====== The data
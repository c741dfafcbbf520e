use crate::search::{SearchDispatcher, SearchOutcome};
use crate::tool::base::{Tool, ToolContext, ToolError, ToolResult};
use async_trait::async_trait;
use serde::Deserialize;
use serde_json::json;
use std::sync::Arc;

/// Names the model may use for this tool. Some backends prefer `google_search`.
pub const SEARCH_TOOL_NAMES: &[&str] = &["web_search", "google_search"];

/// Web search tool - the single tool declared to every language-model backend.
///
/// The declaration is the same for every backend; the configured search provider is
/// chosen per call by the dispatcher from the context's config snapshot.
pub struct WebSearchTool {
    dispatcher: Arc<SearchDispatcher>,
}

impl WebSearchTool {
    pub fn new(dispatcher: Arc<SearchDispatcher>) -> Self {
        Self { dispatcher }
    }

    pub fn answers_to(name: &str) -> bool {
        SEARCH_TOOL_NAMES.contains(&name)
    }
}

#[derive(Debug, Deserialize)]
struct WebSearchParams {
    query: String,
}

#[async_trait]
impl Tool for WebSearchTool {
    fn id(&self) -> &str {
        "web_search"
    }

    fn description(&self) -> &str {
        "Search the web for real-time information. Use this tool when you need current events, \
         news, release dates, or other specific data."
    }

    fn input_schema(&self) -> serde_json::Value {
        json!({
            "type": "object",
            "properties": {
                "query": {
                    "type": "string",
                    "description": "The search query."
                }
            },
            "required": ["query"]
        })
    }

    async fn execute(
        &self,
        params: serde_json::Value,
        ctx: &ToolContext,
    ) -> Result<ToolResult, ToolError> {
        let params: WebSearchParams = serde_json::from_value(params)
            .map_err(|e| ToolError::InvalidParams(e.to_string()))?;

        if params.query.trim().is_empty() {
            return Err(ToolError::InvalidParams("query cannot be empty".into()));
        }

        tracing::debug!(call_id = %ctx.call_id, query = %params.query, "web_search tool call");

        let outcome = self.dispatcher.dispatch(params.query.trim(), &ctx.search).await;
        let num_results = outcome.results().len();
        let searched = matches!(outcome, SearchOutcome::Results(_));

        Ok(ToolResult::new(outcome.to_tool_content())
            .with_metadata("num_results", json!(num_results))
            .with_metadata("searched", json!(searched))
            .with_metadata("query", json!(params.query)))
    }
}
============
* _Work instructions_
Only the lines that hold the word "every" are wanted; each should be pulled from the records.

* _Response below_
/// Web search tool - the single tool declared to every language-model backend.
/// The declaration is the same for every backend; the configured search provider is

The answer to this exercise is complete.